Merci aux travailleurs venus de loin est un livre dont les photographies ont été prises au foyer de travailleurs de Clichy-la-Garenne, situé boulevard Victor Hugo. 

Comme beaucoup d’autres, il fut construit dans les années 1970 afin d’accueillir la main-d’œuvre étrangère qui participait au développement des infrastructures (transports, logements…). Certains hommes ont vu le bâtiment sortir de terre et y habitent encore aujourd’hui. Ce foyer est inscrit dans le programme de réhabilitation mené par l’ANRU (Agence Nationale pour la Rénovation Urbaine). À ce titre, il sera prochainement démoli et les résidents seront relogés en trois résidences sociales nouvellement construites à Clichy.

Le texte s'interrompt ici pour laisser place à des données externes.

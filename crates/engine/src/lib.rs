//! Garrison engine: use cases and infrastructure around the domain model.
//!
//! The engine owns orchestration - loading records, applying domain
//! mutations, keeping derived-stat caches fresh, and publishing change
//! events. Persistence and time are behind port traits so embedding hosts
//! can bring their own.

pub mod app;
pub mod infrastructure;
pub mod use_cases;

pub use app::{App, AppPorts};
pub use infrastructure::clock::SystemClock;
pub use infrastructure::memory::InMemoryStore;
pub use infrastructure::ports::{
    ClockPort, EventBusPort, ModifierRepo, OrganizationRepo, PatrolRepo, RepoError,
    ReputationRepo, ResourceRepo,
};
pub use use_cases::derivation::{DerivationSubscriber, StatRecalculator};
pub use use_cases::management::{
    ManagementError, ManagementUseCases, ModifierCrud, OrganizationCrud, PatrolCrud,
    ReputationCrud, ResourceCrud, TransferOutcome,
};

Cette évolution entraînera la disparition d’un univers culturel, certes fabriqué de tensions mais aussi de solidarité et de fraternité. C’est pourquoi il apparaissait important de fabriquer un objet de mémoire conservant la trace des vies actuellement présentes. Il ne s'agit pas d'un inventaire de vues sur le bâtiment avant et après réhabilitation mais, bel et bien, d'une rencontre avec les résidents qui eux, vont demeurer bien présents et vivants, après la démolition de la tour.